» PROBLEM DETAILS: Search the entries for lines with the string "cannot" and say how many there are, giving only the number.

BEGIN

//! Mailbox API calls and the data they produce.
//!
//! This module wraps the three endpoints of the mailbox service with proper
//! error handling:
//!
//! - `POST /mailbox` provisions a [`MailboxSession`]
//! - `GET /messages` lists [`MessageSummary`] entries
//! - `GET /messages/{id}` fetches a full [`Message`]

use crate::config::Config;
use crate::error::{Error, Result};
use crate::transport::Transport;
use email_address::EmailAddress;
use reqwest::{Method, Url};
use secrecy::{ExposeSecret, SecretString};
use serde::de::DeserializeOwned;
use serde::Deserialize;
use tracing::{debug, info, instrument};

/// A provisioned disposable inbox and its access token.
///
/// The token is kept in a [`SecretString`] and redacted from `Debug` output.
#[derive(Clone)]
pub struct MailboxSession {
    address: String,
    token: SecretString,
}

impl MailboxSession {
    /// Creates a session from an address and access token.
    #[must_use]
    pub fn new(address: impl Into<String>, token: impl Into<String>) -> Self {
        Self {
            address: address.into(),
            token: SecretString::from(token.into()),
        }
    }

    /// Returns the mailbox address.
    #[must_use]
    pub fn address(&self) -> &str {
        &self.address
    }

    /// Returns the bearer token for mailbox requests.
    #[must_use]
    pub fn access_token(&self) -> &str {
        self.token.expose_secret()
    }
}

impl std::fmt::Debug for MailboxSession {
    fn fmt(&self, f: &mut std::fmt::Formatter<'_>) -> std::fmt::Result {
        f.debug_struct("MailboxSession")
            .field("address", &self.address)
            .field("token", &"[REDACTED]")
            .finish()
    }
}

/// An entry of the message listing.
#[derive(Debug, Clone, Deserialize)]
pub struct MessageSummary {
    /// Message identifier, when the service provided one.
    #[serde(rename = "_id", default)]
    pub id: Option<String>,
    /// Sender, if listed.
    #[serde(default)]
    pub from: Option<String>,
    /// Subject line, if listed.
    #[serde(default)]
    pub subject: Option<String>,
}

/// A fetched message.
#[derive(Debug, Clone, Default, Deserialize)]
pub struct Message {
    /// Message identifier.
    #[serde(rename = "_id", default)]
    pub id: String,
    /// Sender, if provided.
    #[serde(default)]
    pub from: Option<String>,
    /// Subject line, if provided.
    #[serde(default)]
    pub subject: Option<String>,
    /// HTML body; empty when the message has none.
    #[serde(rename = "bodyHtml", default, deserialize_with = "null_as_empty")]
    pub body_html: String,
    /// Plain-text body; empty when the message has none.
    #[serde(rename = "bodyText", default, deserialize_with = "null_as_empty")]
    pub body_text: String,
}

#[derive(Debug, Deserialize)]
struct CreatedMailbox {
    #[serde(default)]
    mailbox: Option<String>,
    #[serde(default)]
    token: Option<String>,
}

#[derive(Debug, Deserialize)]
struct MessageList {
    #[serde(default, deserialize_with = "null_as_empty")]
    messages: Vec<MessageSummary>,
}

fn null_as_empty<'de, D, T>(deserializer: D) -> std::result::Result<T, D::Error>
where
    D: serde::Deserializer<'de>,
    T: Default + Deserialize<'de>,
{
    Option::<T>::deserialize(deserializer).map(Option::unwrap_or_default)
}

fn decode<T: DeserializeOwned>(url: &Url, value: serde_json::Value) -> Result<T> {
    serde_json::from_value(value).map_err(|source| Error::Decode {
        url: url.to_string(),
        source,
    })
}

/// Provisions a new mailbox.
///
/// # Errors
///
/// Returns an error if the request fails, a field is missing, or the address
/// is not a valid email address.
#[instrument(name = "session::create_mailbox", skip_all)]
pub async fn create_mailbox(transport: &dyn Transport, config: &Config) -> Result<MailboxSession> {
    let url = config.endpoint("/mailbox")?;
    let value = transport.request_json(Method::POST, &url, None).await?;
    let created: CreatedMailbox = decode(&url, value)?;

    let address = created
        .mailbox
        .filter(|mailbox| !mailbox.is_empty())
        .ok_or(Error::MailboxUnavailable { field: "mailbox" })?;
    let token = created
        .token
        .filter(|token| !token.is_empty())
        .ok_or(Error::MailboxUnavailable { field: "token" })?;

    if !EmailAddress::is_valid(&address) {
        return Err(Error::InvalidMailboxAddress { address });
    }

    info!(email = %address, "Created mailbox");
    Ok(MailboxSession::new(address, token))
}

/// Lists the messages currently in the mailbox, in arrival order.
///
/// # Errors
///
/// Returns an error if the request fails or the listing cannot be decoded.
#[instrument(name = "session::list_messages", skip_all, fields(email = %session.address()))]
pub async fn list_messages(
    transport: &dyn Transport,
    config: &Config,
    session: &MailboxSession,
) -> Result<Vec<MessageSummary>> {
    let url = config.endpoint("/messages")?;
    let value = transport
        .request_json(Method::GET, &url, Some(session.access_token()))
        .await?;
    let list: MessageList = decode(&url, value)?;

    debug!(message_count = list.messages.len(), "Listed messages");
    Ok(list.messages)
}

/// Fetches one message by identifier.
///
/// # Errors
///
/// Returns [`Error::MessageUnavailable`] if the message cannot be fetched or decoded.
#[instrument(name = "session::fetch_message", skip(transport, config, session))]
pub async fn fetch_message(
    transport: &dyn Transport,
    config: &Config,
    session: &MailboxSession,
    message_id: &str,
) -> Result<Message> {
    let unavailable = || Error::MessageUnavailable {
        id: message_id.to_string(),
    };

    // The id is one path segment; pushing percent-encodes `/`, `?` and `#`
    let mut url = config.endpoint("/messages")?;
    url.path_segments_mut()
        .map_err(|()| unavailable())?
        .pop_if_empty()
        .push(message_id);

    let value = transport
        .request_json(Method::GET, &url, Some(session.access_token()))
        .await
        .map_err(|e| {
            debug!(error = %e, "Message request failed");
            unavailable()
        })?;

    let mut message: Message = decode(&url, value).map_err(|e| {
        debug!(error = %e, "Message body could not be decoded");
        unavailable()
    })?;
    if message.id.is_empty() {
        message.id = message_id.to_string();
    }

    debug!(
        subject = message.subject.as_deref().unwrap_or_default(),
        html_len = message.body_html.len(),
        text_len = message.body_text.len(),
        "Fetched message"
    );
    Ok(message)
}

END

» REPLY TO THE EXERCISE: 2